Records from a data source

----

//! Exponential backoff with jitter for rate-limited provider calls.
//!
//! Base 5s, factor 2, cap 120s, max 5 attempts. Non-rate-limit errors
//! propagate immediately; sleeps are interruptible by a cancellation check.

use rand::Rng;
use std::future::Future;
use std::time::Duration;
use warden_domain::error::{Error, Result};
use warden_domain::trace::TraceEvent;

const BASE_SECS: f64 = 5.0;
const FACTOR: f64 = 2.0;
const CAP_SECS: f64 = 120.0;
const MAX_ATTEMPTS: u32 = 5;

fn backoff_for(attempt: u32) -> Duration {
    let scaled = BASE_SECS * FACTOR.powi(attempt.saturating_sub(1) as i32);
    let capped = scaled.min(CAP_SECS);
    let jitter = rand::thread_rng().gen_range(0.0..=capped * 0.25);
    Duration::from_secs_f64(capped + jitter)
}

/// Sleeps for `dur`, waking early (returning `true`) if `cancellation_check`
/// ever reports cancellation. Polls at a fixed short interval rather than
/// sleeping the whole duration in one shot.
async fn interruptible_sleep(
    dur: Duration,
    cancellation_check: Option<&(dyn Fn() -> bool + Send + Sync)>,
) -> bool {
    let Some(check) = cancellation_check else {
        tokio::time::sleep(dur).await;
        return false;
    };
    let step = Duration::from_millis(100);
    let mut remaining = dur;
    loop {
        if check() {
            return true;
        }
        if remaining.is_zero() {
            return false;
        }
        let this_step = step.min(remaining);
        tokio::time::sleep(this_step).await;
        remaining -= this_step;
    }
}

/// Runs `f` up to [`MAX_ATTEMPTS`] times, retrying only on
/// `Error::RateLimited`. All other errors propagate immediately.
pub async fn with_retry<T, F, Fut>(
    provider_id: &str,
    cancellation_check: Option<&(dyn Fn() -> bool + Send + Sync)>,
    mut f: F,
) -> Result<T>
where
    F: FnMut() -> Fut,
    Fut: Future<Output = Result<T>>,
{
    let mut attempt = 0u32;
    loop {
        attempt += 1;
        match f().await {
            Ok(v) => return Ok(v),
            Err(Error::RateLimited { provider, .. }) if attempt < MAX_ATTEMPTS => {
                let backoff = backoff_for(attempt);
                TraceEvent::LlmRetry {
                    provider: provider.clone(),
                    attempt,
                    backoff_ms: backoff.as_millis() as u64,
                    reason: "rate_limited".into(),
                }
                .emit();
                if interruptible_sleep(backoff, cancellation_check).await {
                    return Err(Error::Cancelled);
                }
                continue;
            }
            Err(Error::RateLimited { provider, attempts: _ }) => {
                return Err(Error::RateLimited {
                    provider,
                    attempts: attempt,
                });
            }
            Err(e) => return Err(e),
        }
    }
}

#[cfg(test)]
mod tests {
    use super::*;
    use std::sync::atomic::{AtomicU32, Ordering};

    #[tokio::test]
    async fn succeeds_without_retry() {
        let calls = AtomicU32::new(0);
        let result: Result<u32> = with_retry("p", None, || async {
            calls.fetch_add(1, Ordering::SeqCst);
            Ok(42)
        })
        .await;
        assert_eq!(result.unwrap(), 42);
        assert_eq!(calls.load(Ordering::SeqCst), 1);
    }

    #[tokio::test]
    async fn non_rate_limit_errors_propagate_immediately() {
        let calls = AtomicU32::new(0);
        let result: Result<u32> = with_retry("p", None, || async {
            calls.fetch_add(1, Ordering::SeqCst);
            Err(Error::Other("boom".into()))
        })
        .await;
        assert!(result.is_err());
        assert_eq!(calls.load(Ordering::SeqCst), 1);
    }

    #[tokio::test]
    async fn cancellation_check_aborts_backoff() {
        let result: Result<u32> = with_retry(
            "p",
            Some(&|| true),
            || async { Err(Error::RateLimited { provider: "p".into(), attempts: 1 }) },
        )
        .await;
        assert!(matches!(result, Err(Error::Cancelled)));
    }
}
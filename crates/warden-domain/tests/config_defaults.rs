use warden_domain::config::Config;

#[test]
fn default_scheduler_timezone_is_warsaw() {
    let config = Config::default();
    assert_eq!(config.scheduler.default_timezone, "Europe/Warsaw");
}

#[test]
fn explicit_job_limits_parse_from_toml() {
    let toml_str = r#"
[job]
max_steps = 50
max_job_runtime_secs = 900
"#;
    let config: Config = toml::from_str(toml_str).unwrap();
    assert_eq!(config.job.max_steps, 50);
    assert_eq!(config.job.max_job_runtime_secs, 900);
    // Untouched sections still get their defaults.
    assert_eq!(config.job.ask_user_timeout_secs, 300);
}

----

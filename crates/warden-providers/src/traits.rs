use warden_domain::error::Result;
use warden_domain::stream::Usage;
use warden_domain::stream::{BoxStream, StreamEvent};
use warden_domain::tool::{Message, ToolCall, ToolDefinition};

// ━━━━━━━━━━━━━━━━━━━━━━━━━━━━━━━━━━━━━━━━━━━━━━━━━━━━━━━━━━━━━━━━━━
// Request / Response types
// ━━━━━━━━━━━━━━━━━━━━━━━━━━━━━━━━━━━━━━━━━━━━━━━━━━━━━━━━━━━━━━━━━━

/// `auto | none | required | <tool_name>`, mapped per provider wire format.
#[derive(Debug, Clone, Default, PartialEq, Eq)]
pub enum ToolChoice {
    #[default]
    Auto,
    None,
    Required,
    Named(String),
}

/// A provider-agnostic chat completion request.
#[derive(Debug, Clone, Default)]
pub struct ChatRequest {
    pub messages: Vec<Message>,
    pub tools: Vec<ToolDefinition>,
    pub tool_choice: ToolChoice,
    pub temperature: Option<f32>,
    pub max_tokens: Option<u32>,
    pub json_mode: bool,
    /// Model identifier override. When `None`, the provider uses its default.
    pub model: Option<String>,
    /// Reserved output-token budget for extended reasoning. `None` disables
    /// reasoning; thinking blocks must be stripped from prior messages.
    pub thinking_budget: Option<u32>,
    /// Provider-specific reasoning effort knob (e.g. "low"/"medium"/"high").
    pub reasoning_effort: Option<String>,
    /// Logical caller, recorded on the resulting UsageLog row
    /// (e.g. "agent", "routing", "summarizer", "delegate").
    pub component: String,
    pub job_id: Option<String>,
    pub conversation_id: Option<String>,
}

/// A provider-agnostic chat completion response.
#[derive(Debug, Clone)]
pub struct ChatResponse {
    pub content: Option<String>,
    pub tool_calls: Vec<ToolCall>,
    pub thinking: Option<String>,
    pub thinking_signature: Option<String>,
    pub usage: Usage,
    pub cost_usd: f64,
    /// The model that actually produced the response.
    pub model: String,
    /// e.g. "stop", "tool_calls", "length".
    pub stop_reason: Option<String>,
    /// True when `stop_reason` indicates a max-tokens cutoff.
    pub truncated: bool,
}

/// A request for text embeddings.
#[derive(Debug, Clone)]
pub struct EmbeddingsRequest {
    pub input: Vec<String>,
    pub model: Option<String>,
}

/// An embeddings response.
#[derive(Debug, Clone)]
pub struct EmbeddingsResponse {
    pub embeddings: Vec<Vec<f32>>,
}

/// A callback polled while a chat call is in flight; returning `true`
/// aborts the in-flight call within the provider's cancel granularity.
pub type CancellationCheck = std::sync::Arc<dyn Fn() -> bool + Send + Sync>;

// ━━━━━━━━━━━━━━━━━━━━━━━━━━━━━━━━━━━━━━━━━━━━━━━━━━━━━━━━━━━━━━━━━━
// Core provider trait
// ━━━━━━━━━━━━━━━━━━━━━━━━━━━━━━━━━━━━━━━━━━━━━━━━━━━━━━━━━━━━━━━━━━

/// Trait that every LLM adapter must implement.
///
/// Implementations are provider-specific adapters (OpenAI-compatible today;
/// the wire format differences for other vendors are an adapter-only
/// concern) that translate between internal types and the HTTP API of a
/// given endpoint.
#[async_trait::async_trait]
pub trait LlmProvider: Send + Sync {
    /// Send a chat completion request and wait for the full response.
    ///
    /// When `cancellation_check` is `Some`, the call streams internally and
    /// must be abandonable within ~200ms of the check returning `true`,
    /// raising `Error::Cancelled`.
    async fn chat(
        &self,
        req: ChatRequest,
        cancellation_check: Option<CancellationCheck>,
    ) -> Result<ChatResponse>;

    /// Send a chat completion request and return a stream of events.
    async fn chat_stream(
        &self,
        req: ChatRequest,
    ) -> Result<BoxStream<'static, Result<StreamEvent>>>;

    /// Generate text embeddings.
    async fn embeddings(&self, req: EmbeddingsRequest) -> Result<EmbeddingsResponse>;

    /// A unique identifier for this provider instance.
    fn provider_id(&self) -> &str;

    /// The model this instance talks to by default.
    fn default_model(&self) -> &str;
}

----

#### WHAT IS BEING ASKED:
In the data above, which lines lie between the line with "tokio::time::sleep(this_step).await;" and the line with "pub async fn", inclusive? Print those lines exactly and nothing else.

#### RESPONSE TO THE TASK:
        tokio::time::sleep(this_step).await;
        remaining -= this_step;
    }
}

/// Runs `f` up to [`MAX_ATTEMPTS`] times, retrying only on
/// `Error::RateLimited`. All other errors propagate immediately.
pub async fn with_retry<T, F, Fut>(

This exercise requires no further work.